» Task instructions
No output is needed beyond the number of lines in the listing that contain the word "body".

» Dataset
//! Conversion entry points.
//!
//! ```text
//! run ─▶ input exists? ─no─▶ Err(FileNotFound)
//!          │yes
//!          ▼
//!        convert (PDF) ─ok─▶ Ok(Pdf)
//!          │failed
//!          ▼
//!        convert_to_html_fallback ─ok─▶ Ok(HtmlFallback)
//!          │failed
//!          ▼
//!        Err(FallbackFailed)
//! ```
//!
//! [`convert`] and [`convert_to_html_fallback`] report through the progress
//! callback and never return an error, matching the tool's console contract.
//! [`try_convert`] and [`write_html_fallback`] are the same operations with
//! structured errors, and [`run`] chains them.

use crate::config::ConversionConfig;
use crate::error::Md2PdfError;
use crate::output::ConversionOutcome;
use crate::pipeline::render::PdfRenderer;
use crate::pipeline::{highlight, input, markdown, template, write};
use crate::progress::{ConversionProgressCallback, NoopProgressCallback};
use std::path::{Path, PathBuf};
use std::time::Instant;
use tracing::{info, warn};

/// Convert `input_path` and run the full PDF-then-fallback chain.
///
/// # Returns
/// `Ok(ConversionOutcome::Pdf)` when the PDF was written, or
/// `Ok(ConversionOutcome::HtmlFallback)` when rendering failed but the
/// fallback HTML was written.
///
/// # Errors
/// - [`Md2PdfError::FileNotFound`] if the input does not exist (nothing is written)
/// - the PDF error itself when rendering failed and `config.fallback` is off
/// - [`Md2PdfError::FallbackFailed`] when both paths failed
pub fn run(
    input_path: impl AsRef<Path>,
    output_path: impl AsRef<Path>,
    config: &ConversionConfig,
    renderer: &dyn PdfRenderer,
) -> Result<ConversionOutcome, Md2PdfError> {
    let input_path = input_path.as_ref();
    let output_path = output_path.as_ref();
    let events = events(config);
    let start = Instant::now();

    info!(
        "Starting conversion: {} → {}",
        input_path.display(),
        output_path.display()
    );
    events.on_conversion_start(input_path, output_path);

    if !input_path.exists() {
        events.on_input_missing(input_path);
        return Err(Md2PdfError::FileNotFound {
            path: input_path.to_path_buf(),
        });
    }

    let pdf_error = match attempt_pdf(input_path, output_path, config, renderer) {
        Ok(bytes) => {
            info!(
                "Conversion complete: {} bytes in {}ms",
                bytes,
                start.elapsed().as_millis()
            );
            return Ok(ConversionOutcome::Pdf {
                path: output_path.to_path_buf(),
                bytes,
            });
        }
        Err(e) if !config.fallback => return Err(e),
        Err(e) => e,
    };

    events.on_fallback_start();
    match attempt_fallback(input_path, output_path, config) {
        Ok(path) => Ok(ConversionOutcome::HtmlFallback {
            path,
            pdf_error: pdf_error.to_string(),
        }),
        Err(e) => Err(Md2PdfError::FallbackFailed {
            pdf_error: pdf_error.to_string(),
            source: Box::new(e),
        }),
    }
}

/// Convert Markdown to PDF, reporting the outcome instead of returning it.
///
/// Returns `true` when the PDF was written. Any failure (missing renderer,
/// renderer error, I/O) is reported via [`ConversionProgressCallback::on_pdf_failed`]
/// and yields `false`.
pub fn convert(
    input_path: impl AsRef<Path>,
    output_path: impl AsRef<Path>,
    config: &ConversionConfig,
    renderer: &dyn PdfRenderer,
) -> bool {
    attempt_pdf(input_path.as_ref(), output_path.as_ref(), config, renderer).is_ok()
}

/// Convert Markdown to PDF.
///
/// Returns the size in bytes of the written PDF.
pub fn try_convert(
    input_path: impl AsRef<Path>,
    output_path: impl AsRef<Path>,
    config: &ConversionConfig,
    renderer: &dyn PdfRenderer,
) -> Result<u64, Md2PdfError> {
    let input_path = input_path.as_ref();
    let source = input::read_source(input_path)?;
    let html = render_document(&source, &config.title_for(input_path), config)?;

    events(config).on_render_start(html.len());
    let pdf = renderer.render(&html, &config.pdf)?;
    write::write_atomic(output_path.as_ref(), &pdf)
}

/// Write the simpler HTML version, reporting the outcome instead of returning it.
///
/// `output_path` is the PDF path the fallback stands in for; the HTML lands
/// at [`ConversionConfig::fallback_path_for`] of it.
pub fn convert_to_html_fallback(
    input_path: impl AsRef<Path>,
    output_path: impl AsRef<Path>,
    config: &ConversionConfig,
) {
    let _ = attempt_fallback(input_path.as_ref(), output_path.as_ref(), config);
}

/// Write the simpler HTML version of `input_path`.
///
/// Returns the path of the written HTML file.
pub fn write_html_fallback(
    input_path: impl AsRef<Path>,
    output_path: impl AsRef<Path>,
    config: &ConversionConfig,
) -> Result<PathBuf, Md2PdfError> {
    let input_path = input_path.as_ref();
    let path = config.fallback_path_for(output_path.as_ref());
    if same_file(&path, input_path) {
        return Err(Md2PdfError::InvalidConfig(format!(
            "fallback path '{}' would overwrite the input",
            path.display()
        )));
    }

    let source = input::read_source(input_path)?;
    let html = render_fallback_document(&source, &config.title_for(input_path), config)?;
    write::write_atomic(&path, html.as_bytes())?;
    Ok(path)
}

/// Build the complete styled document handed to the PDF renderer.
pub fn render_document(
    source: &str,
    title: &str,
    config: &ConversionConfig,
) -> Result<String, Md2PdfError> {
    let body = markdown::to_html(source, &config.extensions)?;
    let css = if config.extensions.codehilite {
        Some(highlight::stylesheet(&config.highlight_theme)?)
    } else {
        None
    };
    Ok(template::styled_document(title, &body, css.as_deref()))
}

/// Build the fallback document written when PDF rendering fails.
pub fn render_fallback_document(
    source: &str,
    title: &str,
    config: &ConversionConfig,
) -> Result<String, Md2PdfError> {
    let body = markdown::to_html(source, &config.fallback_extensions)?;
    Ok(template::fallback_document(title, &body))
}

// ── Internal helpers ─────────────────────────────────────────────────────

/// True if `a` and `b` name the same file, after resolving `.`/`..` and
/// symlinks. A path that does not exist yet is resolved through its parent.
fn same_file(a: &Path, b: &Path) -> bool {
    fn resolve(p: &Path) -> Option<PathBuf> {
        if let Ok(full) = std::fs::canonicalize(p) {
            return Some(full);
        }
        let name = p.file_name()?;
        let parent = match p.parent() {
            Some(dir) if !dir.as_os_str().is_empty() => dir,
            _ => Path::new("."),
        };
        Some(std::fs::canonicalize(parent).ok()?.join(name))
    }

    a == b || matches!((resolve(a), resolve(b)), (Some(x), Some(y)) if x == y)
}

fn events(config: &ConversionConfig) -> &dyn ConversionProgressCallback {
    match config.progress_callback {
        Some(ref cb) => cb.as_ref(),
        None => &NoopProgressCallback,
    }
}

fn attempt_pdf(
    input_path: &Path,
    output_path: &Path,
    config: &ConversionConfig,
    renderer: &dyn PdfRenderer,
) -> Result<u64, Md2PdfError> {
    match try_convert(input_path, output_path, config, renderer) {
        Ok(bytes) => {
            info!("Wrote {} ({} bytes)", output_path.display(), bytes);
            events(config).on_pdf_written(input_path, output_path, bytes);
            Ok(bytes)
        }
        Err(e) => {
            warn!("PDF conversion failed: {}", e);
            events(config).on_pdf_failed(&e);
            Err(e)
        }
    }
}

fn attempt_fallback(
    input_path: &Path,
    output_path: &Path,
    config: &ConversionConfig,
) -> Result<PathBuf, Md2PdfError> {
    match write_html_fallback(input_path, output_path, config) {
        Ok(path) => {
            info!("Wrote HTML fallback {}", path.display());
            events(config).on_fallback_written(&path);
            Ok(path)
        }
        Err(e) => {
            warn!("HTML fallback failed: {}", e);
            events(config).on_fallback_failed(&e);
            Err(e)
        }
    }
}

» Answer for this exercise
4